Ici, grande scène de passion. Tout ce qu’on peut ramasser de phrases toutes faites sur les joies de la vie intense, Challange le débite dans un élan éperdu de déclamation. Pas un mot du cœur, tout un déballage de rhétorique démodée. Comme si le divorce était, de nos jours, un événement extraordinaire! Quitter un propriétaire charentais pour convoler avec un autre propriétaire charentais, la belle affaire ! C’est une des grandes fautes de la pièce, que l’amant y soit si peu intéressant, si peu séduisant. Nous n’arrivons pas à comprendre l’émoi d’Hélène. Elle est toute palpitante, la gorge serrée, le cœur bondissant. Elle lutte encore ou elle essaie de lutter. Finalement, ce cri lui échappe : « Je suis possédée. » Elle le dit: il faut l’en croire. Tout de même, cela nous étonne. Elle ne nous avait pas donné l’impression qu’elle eût un tempérament de grande amoureuse. Elle consent à suivre Challange. Et le mari? Fidèle à sa ligne de conduite, qui est la ligne de moindre résistance, il s’incline. Mais ici, sa passivité devient coupable. Sa sottise confine à l’odieux. Comment ! cette femme, cette jeune et charmante femme, qu’il a épousée par amour et qu’il n’a pas cessé d’aimer, au moment où elle va, dans une minute d’exaltation, commettre une irréparable folie, il n’essaie pas de la rappeler à la raison, au vrai de sa nature et de sa destinée ! Il n’a pas pour elle une parole de bonté ! Lui non plus, il ne trouve pas un mot du cœur ! Ce mari, ce bon mari, ne comprend pas que c’est un devoir quand une femme, et qui est votre femme, va se noyer, de lui crier gare. C’est le drame de sa propre vie qui se joue, et il y assiste en spectateur ! Mais il n’est vraiment que cela, un comparse ; moins encore, une ombre, un fantôme : il n’existe pas.
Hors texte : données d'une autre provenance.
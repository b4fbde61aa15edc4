use crate::cli::SourceArgs;
use crate::config::Settings;
use crate::support::{exit_setup_error, join_or_dash, open_source_or_exit, policy_or_exit, print_json};
use pipecheck_kernel::{Analysis, MetadataSource, SourceError, rank_analyses};
use serde_json::json;

pub fn run(assay: String, experiment: String, source: SourceArgs, json_output: bool, settings: &Settings) {
    let policy = policy_or_exit(&assay, settings);
    let source = open_source_or_exit(&source, settings);

    let record = source
        .experiment(&experiment)
        .unwrap_or_else(|e| exit_setup_error(format!("[{}] {e}", e.failure_class())));
    let analyses = record
        .analyses
        .iter()
        .map(|id| source.analysis(id))
        .collect::<Result<Vec<Analysis>, SourceError>>()
        .unwrap_or_else(|e| exit_setup_error(format!("[{}] {e}", e.failure_class())));
    let ranking = rank_analyses(analyses, &policy.table().pipelines, policy.ranking());

    if json_output {
        print_json(&json!({
            "experiment": record.accession,
            "assay": policy.assay(),
            "ranking": ranking,
        }));
        return;
    }

    println!("pipecheck rank {} {}", policy.assay(), record.accession);
    println!("  Policy: {}", ranking.policy);
    match &ranking.canonical {
        Some(canonical) => println!(
            "  Canonical: {} ({}, {}, created {})",
            canonical.accession,
            canonical.status,
            canonical.assembly.as_deref().unwrap_or("no assembly"),
            canonical.date_created.to_rfc3339()
        ),
        None => println!("  Canonical: none (no qualifying analysis)"),
    }
    println!("  Archival: {}", join_or_dash(&ranking.archival));
    println!("  Skipped: {}", join_or_dash(&ranking.skipped));
    println!("  Inactive: {}", join_or_dash(&ranking.inactive));
}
Au troisième acte, Hélène fait ses préparatifs de départ. Elle a des rangements à faire, des adieux à dire, l’adieu à la maison où elle s’est crue heureuse, aux choses parmi lesquelles elle a vécu dix années de sa vie. Alors, de tous les coins de cette maison, se lèvent les souvenirs. Les choses lui parlent et elles lui disent, toutes ces douces choses, qu’elle ne doit pas, qu’elle ne peut pas partir. Elle appelle son mari ; elle lui confie les photographies de l’enfant qu’ils ont perdu. Rappelez-vous la Robe d’Eugène Manuel. Ce souvenir de l’enfant disparu, voilà le lien, voilà ce qui entre deux êtres fait l’union indissoluble. Challange n’a pas connu, aimé, pleuré cet enfant. Alors il ne sera jamais pour la mère du petit mort qu’un étranger. La crise est passée, le ménage est raccommodé : Challange peut reprendre son bâton de voyageur.

J’ai noté à mesure les incertitudes et les défaillances de cette pièce, aimable, délicate, où manque un certain degré de vigueur dramatique. Les personnages agissent peu et parlent beaucoup, Hélène surtout, qui est intarissable. Ils parlent d’ailleurs une langue soignée, et s’expriment avec élégance et distinction, en personnages de comédie qui se savent admis à exposer leurs affaires de cœur sur les planches de la Comédie-Française et qui sont, comme il convient, pénétrés et respectueux de l’honneur qui leur est fait.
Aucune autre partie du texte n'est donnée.